### PROBLEM REQUIREMENTS:
Across all the entries below, how many lines mention the string "MissedTickBehavior"? Respond with a single number.

### DATA LISTING:
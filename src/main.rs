mod backend;
mod config;
mod ui;
mod viewer;

use backend::fetch::{build_client, FetchImage, HttpFetcher};
use backend::sequence::{self, Sequence, SequenceSource};
use config::Config;
use ui::ui::{App, ui};
use viewer::Viewer;

use clap::Parser;
use crossterm::{
    event::{Event, EventStream, KeyCode, KeyEventKind},
    execute,
    terminal::{disable_raw_mode, enable_raw_mode, EnterAlternateScreen, LeaveAlternateScreen},
};
use futures::StreamExt;
use log::{error, info};
use ratatui::{backend::CrosstermBackend, Terminal};
use std::{io, path::PathBuf, sync::Arc, time::Instant};
use tokio::time::MissedTickBehavior;

const SCRUB_STEP: isize = 10;

#[derive(Parser)]
#[command(name = "dashview", version, about = "Scrub through one photo per day")]
struct Cli {
    /// Index JSON (file or URL) listing the images, or a camera photo listing with --listing
    source: String,

    /// Treat SOURCE as a camera photo listing
    #[arg(long)]
    listing: bool,

    /// Bearer token for the photo listing
    #[arg(long, env = "DASHVIEW_TOKEN", hide_env_values = true)]
    token: Option<String>,

    /// Maximum simultaneous image fetches
    #[arg(long)]
    concurrency: Option<usize>,

    /// Autoplay period in milliseconds
    #[arg(long)]
    period: Option<u64>,

    /// Config file (default: ~/.config/dashview/config.toml)
    #[arg(long)]
    config: Option<PathBuf>,

    /// Write logs to this file
    #[arg(long)]
    log: Option<PathBuf>,
}

#[derive(Debug, Clone, Copy, PartialEq, Eq)]
enum Action {
    Step(isize),
    Scrub(isize),
    First,
    Last,
    TogglePlay,
    Faster,
    Slower,
    Quit,
}

fn action_for(code: KeyCode) -> Option<Action> {
    match code {
        KeyCode::Left | KeyCode::Char('h') => Some(Action::Step(-1)),
        KeyCode::Right | KeyCode::Char('l') => Some(Action::Step(1)),
        KeyCode::PageUp => Some(Action::Scrub(-SCRUB_STEP)),
        KeyCode::PageDown => Some(Action::Scrub(SCRUB_STEP)),
        KeyCode::Home => Some(Action::First),
        KeyCode::End => Some(Action::Last),
        KeyCode::Char(' ') => Some(Action::TogglePlay),
        KeyCode::Char('+') | KeyCode::Char('=') => Some(Action::Faster),
        KeyCode::Char('-') => Some(Action::Slower),
        KeyCode::Char('q') | KeyCode::Esc => Some(Action::Quit),
        _ => None,
    }
}

#[tokio::main]
async fn main() {
    let cli = Cli::parse();

    if let Some(log_path) = &cli.log {
        let file = match std::fs::File::create(log_path) {
            Ok(f) => f,
            Err(e) => {
                eprintln!("Error: failed to open log file {}: {e}", log_path.display());
                std::process::exit(1);
            }
        };
        env_logger::Builder::from_default_env()
            .target(env_logger::Target::Pipe(Box::new(file)))
            .init();
    }
    // no --log: the terminal belongs to the viewer, so no logger

    let mut cfg = match config::load_config(cli.config.as_deref()) {
        Ok(c) => c,
        Err(e) => {
            eprintln!("Error: {e:#}");
            std::process::exit(1);
        }
    };
    cfg.merge_cli(cli.concurrency, cli.period);
    let config = match cfg.resolve() {
        Ok(c) => c,
        Err(e) => {
            eprintln!("Error: {e:#}");
            std::process::exit(1);
        }
    };

    let source = if cli.listing {
        SequenceSource::Listing {
            source: cli.source.clone(),
            token: cli.token.clone(),
            window: config.window,
        }
    } else {
        SequenceSource::Index(cli.source.clone())
    };

    if let Err(e) = run(source, config).await {
        eprintln!("Error: {e:#}");
        std::process::exit(1);
    }
}

async fn run(source: SequenceSource, config: Config) -> anyhow::Result<()> {
    let client = build_client(&config.user_agent, config.request_timeout)?;

    enable_raw_mode()?;
    let mut stdout = io::stdout();
    execute!(stdout, EnterAlternateScreen)?;
    let backend = CrosstermBackend::new(stdout);
    let mut terminal = Terminal::new(backend)?;

    let mut app = App::new();

    app.set_loading("Loading image list...");
    terminal.draw(|f| ui(f, &mut app, None))?;

    let res = match sequence::load(&source, &client).await {
        Ok(sequence) => {
            app.set_ready();
            let fetcher = Arc::new(HttpFetcher::new(client));
            run_app(&mut terminal, &mut app, Arc::new(sequence), fetcher, &config).await
        }
        Err(err) => {
            error!("failed to load image list: {err}");
            app.set_failed(err.to_string());
            wait_for_quit(&mut terminal, &mut app).await
        }
    };

    // Restore terminal
    disable_raw_mode()?;
    execute!(terminal.backend_mut(), LeaveAlternateScreen)?;
    terminal.show_cursor()?;

    res?;
    Ok(())
}

async fn autoplay_due(deadline: Option<Instant>) {
    match deadline {
        Some(deadline) => tokio::time::sleep_until(deadline.into()).await,
        None => std::future::pending().await,
    }
}

async fn run_app<F: FetchImage>(
    terminal: &mut Terminal<CrosstermBackend<io::Stdout>>,
    app: &mut App,
    sequence: Arc<Sequence>,
    fetcher: Arc<F>,
    config: &Config,
) -> io::Result<()> {
    let (mut viewer, mut outcomes) = Viewer::new(
        sequence,
        fetcher,
        config.concurrency,
        config.autoplay_period,
        config.failure_cooldown,
    );
    viewer.start();
    info!("viewer started with {} images", viewer.status().len);

    let mut event_stream = EventStream::new();
    let mut frames = tokio::time::interval(config.frame_interval);
    frames.set_missed_tick_behavior(MissedTickBehavior::Skip);
    let mut last_status = None;

    loop {
        let deadline = viewer.autoplay_deadline();

        tokio::select! {
            // Display refresh
            _ = frames.tick() => {
                viewer.flush(app);
                let status = viewer.status();
                if app.take_dirty() || last_status.as_ref() != Some(&status) {
                    terminal.draw(|f| ui(f, app, Some(&status)))?;
                    last_status = Some(status);
                }
            }

            // Handle keyboard events
            Some(Ok(event)) = event_stream.next() => {
                match event {
                    Event::Key(key) if key.kind == KeyEventKind::Press => {
                        let now = Instant::now();
                        match action_for(key.code) {
                            Some(Action::Step(delta)) => viewer.step(delta),
                            Some(Action::Scrub(delta)) => viewer.seek_by(delta),
                            Some(Action::First) => viewer.seek(0),
                            Some(Action::Last) => viewer.seek_last(),
                            Some(Action::TogglePlay) => viewer.toggle_play(now),
                            Some(Action::Faster) => viewer.faster(now),
                            Some(Action::Slower) => viewer.slower(now),
                            Some(Action::Quit) => return Ok(()),
                            None => {}
                        }
                    }
                    Event::Resize(_, _) => app.mark_dirty(),
                    _ => {}
                }
            }

            // Fetch completions
            Some(outcome) = outcomes.recv() => {
                viewer.handle_outcome(outcome);
            }

            _ = autoplay_due(deadline) => {
                viewer.on_autoplay_tick(Instant::now());
            }
        }
    }
}

async fn wait_for_quit(
    terminal: &mut Terminal<CrosstermBackend<io::Stdout>>,
    app: &mut App,
) -> io::Result<()> {
    let mut event_stream = EventStream::new();
    loop {
        if app.take_dirty() {
            terminal.draw(|f| ui(f, app, None))?;
        }
        match event_stream.next().await {
            Some(Ok(Event::Key(key))) if action_for(key.code) == Some(Action::Quit) => {
                return Ok(());
            }
            Some(Ok(Event::Resize(_, _))) => app.mark_dirty(),
            Some(Ok(_)) => {}
            Some(Err(e)) => return Err(e),
            None => return Ok(()),
        }
    }
}

#[cfg(test)]
mod tests {
    use super::*;

    #[test]
    fn test_navigation_keys() {
        assert_eq!(action_for(KeyCode::Left), Some(Action::Step(-1)));
        assert_eq!(action_for(KeyCode::Char('l')), Some(Action::Step(1)));
        assert_eq!(action_for(KeyCode::PageDown), Some(Action::Scrub(10)));
        assert_eq!(action_for(KeyCode::PageUp), Some(Action::Scrub(-10)));
        assert_eq!(action_for(KeyCode::Home), Some(Action::First));
        assert_eq!(action_for(KeyCode::End), Some(Action::Last));
    }

    #[test]
    fn test_playback_keys() {
        assert_eq!(action_for(KeyCode::Char(' ')), Some(Action::TogglePlay));
        assert_eq!(action_for(KeyCode::Char('+')), Some(Action::Faster));
        assert_eq!(action_for(KeyCode::Char('-')), Some(Action::Slower));
        assert_eq!(action_for(KeyCode::Esc), Some(Action::Quit));
        assert_eq!(action_for(KeyCode::Char('x')), None);
    }

    #[test]
    fn test_cli_parses_listing_flags() {
        let cli = Cli::try_parse_from([
            "dashview",
            "https://example.com/photos",
            "--listing",
            "--concurrency",
            "4",
            "--period",
            "250",
        ])
        .unwrap();
        assert!(cli.listing);
        assert_eq!(cli.concurrency, Some(4));
        assert_eq!(cli.period, Some(250));
        assert!(cli.log.is_none());
    }
}
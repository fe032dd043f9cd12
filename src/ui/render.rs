use crate::backend::cache::{Bitmap, ImageCache};

/// Where bitmaps end up on screen.
pub trait RenderSink {
    /// Replaces whatever was drawn before with `bitmap`.
    fn draw(&mut self, position: usize, bitmap: &Bitmap);
}

/// Coalesces render requests until the next display refresh.
///
/// Only the latest request survives a refresh; a request whose bitmap is not
/// cached yet is dropped, since the fetch completion re-requests it.
#[derive(Debug, Default)]
pub struct FrameQueue {
    pending: Option<usize>,
    rendered: Option<usize>,
}

impl FrameQueue {
    pub fn new() -> Self {
        Self::default()
    }

    pub fn request(&mut self, position: usize) {
        self.pending = Some(position);
    }

    pub fn rendered(&self) -> Option<usize> {
        self.rendered
    }

    pub fn flush<S: RenderSink>(&mut self, cache: &ImageCache, sink: &mut S) -> Option<usize> {
        let position = self.pending.take()?;
        let bitmap = cache.get(position)?;
        sink.draw(position, bitmap);
        self.rendered = Some(position);
        Some(position)
    }
}

#[cfg(test)]
pub(crate) mod testing {
    use super::*;

    #[derive(Default)]
    pub struct RecordingSink {
        pub drawn: Vec<usize>,
        pub surface: Option<(u32, u32)>,
    }

    impl RenderSink for RecordingSink {
        fn draw(&mut self, position: usize, bitmap: &Bitmap) {
            self.drawn.push(position);
            self.surface = Some((bitmap.width(), bitmap.height()));
        }
    }
}

#[cfg(test)]
mod tests {
    use super::testing::RecordingSink;
    use super::*;
    use image::DynamicImage;
    use std::sync::Arc;

    fn cache_with(positions: &[usize]) -> ImageCache {
        let mut cache = ImageCache::new();
        for &p in positions {
            cache.insert(p, Arc::new(DynamicImage::new_rgba8(p as u32 + 1, 2)));
        }
        cache
    }

    #[test]
    fn test_only_latest_request_is_drawn() {
        let cache = cache_with(&[1, 2, 3]);
        let mut frames = FrameQueue::new();
        let mut sink = RecordingSink::default();

        frames.request(1);
        frames.request(2);
        frames.request(3);
        assert_eq!(frames.flush(&cache, &mut sink), Some(3));
        assert_eq!(sink.drawn, vec![3]);
        assert_eq!(sink.surface, Some((4, 2)));
        assert_eq!(frames.rendered(), Some(3));

        assert_eq!(frames.flush(&cache, &mut sink), None);
        assert_eq!(sink.drawn, vec![3]);
    }

    #[test]
    fn test_uncached_request_is_dropped() {
        let cache = cache_with(&[0]);
        let mut frames = FrameQueue::new();
        let mut sink = RecordingSink::default();

        frames.request(0);
        frames.flush(&cache, &mut sink);
        frames.request(5);
        assert_eq!(frames.flush(&cache, &mut sink), None);
        assert_eq!(frames.rendered(), Some(0));
        assert_eq!(frames.flush(&cache, &mut sink), None);
        assert_eq!(sink.drawn, vec![0]);
    }
}
use std::collections::{HashSet, VecDeque};

/// Positions waiting for a fetch, ordered by distance to the last target.
///
/// Sorting is stable, so positions at equal distance keep their relative
/// order from before the reprioritization.
#[derive(Debug, Default)]
pub struct PendingQueue {
    order: VecDeque<usize>,
    members: HashSet<usize>,
    target: usize,
}

fn distance(position: usize, target: usize) -> usize {
    position.abs_diff(target)
}

impl PendingQueue {
    /// Queue holding every position in `0..len`, prioritized towards `target`.
    pub fn with_all(len: usize, target: usize) -> Self {
        let mut queue = Self {
            order: (0..len).collect(),
            members: (0..len).collect(),
            target,
        };
        queue.reprioritize(target);
        queue
    }

    pub fn reprioritize(&mut self, target: usize) {
        self.target = target;
        self.order
            .make_contiguous()
            .sort_by_key(|&position| distance(position, target));
    }

    pub fn take_next(&mut self) -> Option<usize> {
        let position = self.order.pop_front()?;
        self.members.remove(&position);
        Some(position)
    }

    /// Puts `position` back at its priority slot for the current target,
    /// behind any already-queued position at the same distance.
    /// Returns `false` if it was already queued.
    pub fn requeue(&mut self, position: usize) -> bool {
        if !self.members.insert(position) {
            return false;
        }
        let d = distance(position, self.target);
        let at = self
            .order
            .partition_point(|&queued| distance(queued, self.target) <= d);
        self.order.insert(at, position);
        true
    }

    #[cfg(test)]
    pub fn contains(&self, position: usize) -> bool {
        self.members.contains(&position)
    }

    #[cfg(test)]
    pub fn len(&self) -> usize {
        self.order.len()
    }

    #[cfg(test)]
    pub fn is_empty(&self) -> bool {
        self.order.is_empty()
    }

    pub fn iter(&self) -> impl Iterator<Item = usize> + '_ {
        self.order.iter().copied()
    }
}

#[cfg(test)]
mod tests {
    use super::*;

    fn order(queue: &PendingQueue) -> Vec<usize> {
        queue.iter().collect()
    }

    #[test]
    fn test_initial_order_from_last_position() {
        let queue = PendingQueue::with_all(5, 4);
        assert_eq!(order(&queue), vec![4, 3, 2, 1, 0]);
    }

    #[test]
    fn test_reprioritize_sorts_by_distance() {
        let mut queue = PendingQueue::with_all(7, 6);
        queue.reprioritize(3);

        let distances: Vec<usize> = queue.iter().map(|p| p.abs_diff(3)).collect();
        let mut sorted = distances.clone();
        sorted.sort();
        assert_eq!(distances, sorted);
        assert_eq!(queue.iter().next(), Some(3));
    }

    #[test]
    fn test_reprioritize_is_idempotent() {
        let mut queue = PendingQueue::with_all(9, 0);
        queue.reprioritize(4);
        let once = order(&queue);
        queue.reprioritize(4);
        assert_eq!(order(&queue), once);
    }

    #[test]
    fn test_take_next_drains_then_signals_empty() {
        let mut queue = PendingQueue::with_all(2, 0);
        assert_eq!(queue.take_next(), Some(0));
        assert_eq!(queue.take_next(), Some(1));
        assert_eq!(queue.take_next(), None);
        assert!(queue.is_empty());
    }

    #[test]
    fn test_requeue_lands_at_priority_slot() {
        let mut queue = PendingQueue::with_all(6, 0);
        let first = queue.take_next().unwrap();
        let second = queue.take_next().unwrap();
        assert_eq!((first, second), (0, 1));

        queue.reprioritize(5);
        assert!(queue.requeue(1));
        assert_eq!(order(&queue), vec![5, 4, 3, 2, 1]);
        assert!(queue.requeue(0));
        assert_eq!(order(&queue).last(), Some(&0));
    }

    #[test]
    fn test_requeue_rejects_duplicates() {
        let mut queue = PendingQueue::with_all(3, 0);
        assert!(!queue.requeue(2));
        assert_eq!(queue.len(), 3);

        queue.take_next();
        assert!(queue.requeue(0));
        assert!(!queue.requeue(0));
        assert_eq!(queue.len(), 3);
        assert!(queue.contains(0));
    }

    #[test]
    fn test_empty_sequence() {
        let mut queue = PendingQueue::with_all(0, 0);
        queue.reprioritize(0);
        assert_eq!(queue.take_next(), None);
    }
}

### FINAL ANSWER:
2